On Mon, 29 Dec 2008 13:46:54 -0600, Bruno Wolff III wrote:
On Mon, Dec 29, 2008 at 11:28:19 -0700, don fisher hdf3@comcast.net wrote:
How can one disable Plymouth? I prefer to see the boot sequence.
[....]
You can't turn it off. However you can change things so that you see console output during the boot. Remove 'quiet' and 'rhgb' from the kernel entries in /boot/grub/grub.conf .
[....]
What is the best way to avoid using prefdm? I do not mind typing startx.
Maybe you want to boot in run level 3? If so you can add '3' to the kernel paramters while you are editing grub.conf. It isn't clear what you are really trying to do though, so it may be that switching to run level 3 is not the correct answer.
Not to speak for the OP (I'm no mind reader! Would that I were ...), but I asked a similar question here about F10 Beta on 11/2.07.

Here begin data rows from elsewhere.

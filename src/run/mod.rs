//! Run control: cancellation, progress reporting and ordered shutdown.
//!
//! A run moves through `Running → Cancelling → Draining → Stopped`.
//! Interrupts, the first final match and an optional deadline all cancel
//! through the same [`CancelToken`].

mod cancel;
mod controller;
mod reporter;

pub use cancel::{CancelReason, CancelToken};
pub use controller::{
    RunController, RunError, RunOptions, RunState, RunStats, RunStatus, StopReason,
};
pub use reporter::{format_number, human_duration, Progress, ProgressReporter};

I was advised to "remove rhgb," which I took to mean "yum remove rhgb," something I'd been doing for many, many releases, usually as the first thing at completion of an upgrade or install, even before updating; and it had always just worked.
F10 translated to "yum remove plymouth" -- which takes mkinitrd and gdm!
(I may yet try it, followed immediately by "yum install gdm mkinitrd" ....)
I have to say, again, that this business of having to know a secret magic word (or keystroke) to do something is *not* to my mind a way to conserve user-friendliness.
For my own part, I wouldn't be able to make head nor tail of 90% of the boot messages if you brought them down a mountain to me on stone stone tablets; but by watching long enough I have discovered several helpful things.
Example : if I'm having connection problems for some reason, success with ntp tells me I do have a connection this time, and failure tells me I don't.
Half a dozen such things are more than enough to save ten or fifteen minutes -- or to prevent losing a train of thought.